As we continue to celebrate this year’s Brain Awareness Week, Mark Heffernan (UK DRI) and Joseph Clift (BNA) look back on what has been a challenging year for researchers, and highlight opportunities for more support.
Brain Awareness Week is an opportunity to recognise the extraordinary efforts of brain researchers across the world, and the progress they continue to make in neuroscientific discovery. Those celebrations will continue at the Festival of Neuroscience this April, for which the BNA and UK DRI are partnering.
But as we rightly mark our successes, we must also pause to recognise the impacts of a year dominated by Covid-19. No part of society has been left untouched by the pandemic, and that includes those of us in neuroscience. It is a year ago next week that the UK went into its first lockdown, and for many researchers the period since then has been characterised by disruption and concern for the future.
Challenges to researchers
The BNA’s survey of neuroscientists last summer made for stark reading. 88% of respondents had seen a negative impact on their research from that initial lockdown, with 80% pointing to concerns that research will be hindered by insufficient funding. Nearly a third were reconsidering their futures in neuroscience research as a result.

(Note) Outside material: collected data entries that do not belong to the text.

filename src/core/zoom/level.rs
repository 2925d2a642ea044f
use std::fmt;

/// Side length of each zoom step relative to the previous window.
pub const ZOOM_FACTOR: f64 = 4.0;

/// Discrete zoom depth in `[0, MAX]`. Level `k` spans `1 / 4^k` of the
/// default window along each axis.
#[derive(Debug, Clone, Copy, PartialEq, Eq, PartialOrd, Ord, Default, Hash)]
pub struct ZoomLevel(u8);

impl ZoomLevel {
    pub const MAX: Self = Self(10);

    #[must_use]
    pub fn new(level: u8) -> Option<Self> {
        (level <= Self::MAX.0).then_some(Self(level))
    }

    #[must_use]
    pub fn get(self) -> u8 {
        self.0
    }

    #[must_use]
    pub fn is_max(self) -> bool {
        self == Self::MAX
    }

    /// The level after one more zoom step; wraps from `MAX` back to zero.
    #[must_use]
    pub fn next(self) -> Self {
        if self.is_max() { Self(0) } else { Self(self.0 + 1) }
    }

    /// Fraction of the default window's width and height visible at this level.
    #[must_use]
    pub fn scale(self) -> f64 {
        ZOOM_FACTOR.powi(-i32::from(self.get()))
    }
}

impl TryFrom<i64> for ZoomLevel {
    type Error = i64;

    fn try_from(value: i64) -> Result<Self, Self::Error> {
        u8::try_from(value)
            .ok()
            .and_then(Self::new)
            .ok_or(value)
    }
}

impl fmt::Display for ZoomLevel {
    fn fmt(&self, f: &mut fmt::Formatter<'_>) -> fmt::Result {
        write!(f, "{}", self.0)
    }
}

#[cfg(test)]
mod tests {
    use super::ZoomLevel;

    #[test]
    fn new_accepts_only_zero_to_ten() {
        assert_eq!(ZoomLevel::new(0).map(ZoomLevel::get), Some(0));
        assert_eq!(ZoomLevel::new(10).map(ZoomLevel::get), Some(10));
        assert_eq!(ZoomLevel::new(11), None);
    }

    #[test]
    fn sequence_wraps_after_ten() {
        let mut level = ZoomLevel::default();
        let mut seen = vec![level.get()];

        for _ in 0..11 {
            level = level.next();
            seen.push(level.get());
        }

        assert_eq!(seen, vec![0, 1, 2, 3, 4, 5, 6, 7, 8, 9, 10, 0]);
    }

    #[test]
    fn scale_shrinks_by_four_per_level() {
        assert_eq!(ZoomLevel::default().scale(), 1.0);
        assert_eq!(ZoomLevel::new(1).unwrap().scale(), 0.25);
        assert_eq!(ZoomLevel::new(2).unwrap().scale(), 0.0625);
        assert_eq!(ZoomLevel::MAX.scale(), 1.0 / 1_048_576.0);
    }

    #[test]
    fn try_from_rejects_out_of_range() {
        assert_eq!(ZoomLevel::try_from(3_i64), Ok(ZoomLevel::new(3).unwrap()));
        assert_eq!(ZoomLevel::try_from(-1_i64), Err(-1));
        assert_eq!(ZoomLevel::try_from(11_i64), Err(11));
        assert_eq!(ZoomLevel::try_from(300_i64), Err(300));
    }
}
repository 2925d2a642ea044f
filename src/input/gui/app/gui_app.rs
use crate::adapters::permalink::Permalink;
use crate::controllers::interactive::Session;
use crate::presenters::grid::pixel_buffer_sink::PixelBufferSink;
use crate::presenters::pixels::presenter::PixelsPresenter;
use std::error::Error;
use std::time::Instant;
use winit::dpi::PhysicalPosition;
use winit::event::{ElementState, Event, MouseButton, WindowEvent};
use winit::event_loop::EventLoop;
use winit::window::Window;

pub const WINDOW_TITLE: &str = "Mandelgrid";

pub struct GuiApp {
    window: &'static Window,
    presenter: PixelsPresenter,
    session: Session<PixelBufferSink>,
    cursor: Option<PhysicalPosition<f64>>,
    presented_frames: u64,
}

impl GuiApp {
    pub fn new(
        window: &'static Window,
        presenter: PixelsPresenter,
        session: Session<PixelBufferSink>,
    ) -> Self {
        Self {
            window,
            presenter,
            session,
            cursor: None,
            presented_frames: 0,
        }
    }

    /// The surface exists: let the session flush its pending first frame.
    pub fn start(&mut self, now: Instant) -> Result<(), Box<dyn Error>> {
        self.session.mark_ready(now)?;
        self.sync_frame();
        self.publish_permalink(self.session.permalink());

        Ok(())
    }

    pub fn redraw(&mut self, now: Instant) -> Result<(), Box<dyn Error>> {
        let report = self.session.tick(now)?;
        self.sync_frame();

        if report.settled {
            self.publish_permalink(self.session.permalink());
        }

        self.presenter.render()?;
        Ok(())
    }

    pub fn click(&mut self, now: Instant) -> Result<(), Box<dyn Error>> {
        let Some(position) = self.cursor else {
            return Ok(());
        };

        let Some(cell) = self.presenter.cell_at(position) else {
            log::debug!("click at {:?} is outside the window grid", position);
            return Ok(());
        };

        let report = self.session.click(cell, now)?;
        self.sync_frame();

        if let Some(permalink) = report.settled {
            self.publish_permalink(permalink);
        }

        Ok(())
    }

    /// Copies the sink into the surface if a frame completed since the last copy.
    fn sync_frame(&mut self) {
        let frames = self.session.sink().frames();
        if frames != self.presented_frames {
            self.presenter.update(self.session.sink().buffer());
            self.presented_frames = frames;
        }
    }

    fn publish_permalink(&self, permalink: Permalink) {
        log::info!("view: ?{}", permalink);
        self.window
            .set_title(&format!("{} ?{}", WINDOW_TITLE, permalink));
    }

    pub fn run(mut self, event_loop: EventLoop<()>) -> Result<(), Box<dyn Error>> {
        let window = self.window;

        event_loop.run(move |event, elwt| match event {
            Event::WindowEvent {
                ref event,
                window_id,
            } if window_id == window.id() => match event {
                WindowEvent::CloseRequested => elwt.exit(),
                WindowEvent::RedrawRequested => {
                    if let Err(e) = self.redraw(Instant::now()) {
                        log::error!("redraw failed: {}", e);
                        elwt.exit();
                    }
                }
                WindowEvent::Resized(size) => {
                    if let Err(e) = self.presenter.resize(size.width, size.height) {
                        log::error!("resize failed: {}", e);
                        elwt.exit();
                    }
                }
                WindowEvent::CursorMoved { position, .. } => self.cursor = Some(*position),
                WindowEvent::CursorLeft { .. } => self.cursor = None,
                WindowEvent::MouseInput {
                    state: ElementState::Pressed,
                    button: MouseButton::Left,
                    ..
                } => {
                    if let Err(e) = self.click(Instant::now()) {
                        log::error!("click failed: {}", e);
                        elwt.exit();
                    }
                }
                _ => {}
            },
            Event::AboutToWait => window.request_redraw(),
            _ => {}
        })?;

        Ok(())
    }
}
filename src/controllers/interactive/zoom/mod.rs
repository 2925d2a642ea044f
pub mod scheduler;
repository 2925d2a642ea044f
pub mod algorithm;
pub mod errors;
pub mod params;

With a gloomy economic outlook, and no additional support announced in the recent Budget, uncertainty threatens to remain. And these pressures come at a time when research is needed more than ever. The impacts of Covid, and in particular ‘long Covid’, on the brain are only beginning to be understood, and evidence of short and long-term complications arising from the disease continues to mount.
We must ensure that the research sector remains strong enough to face the challenges posed by Covid, and protect the momentum of recent years into further understanding the brain. That means a thriving and confident community of researchers, assured of funding opportunities for years to come.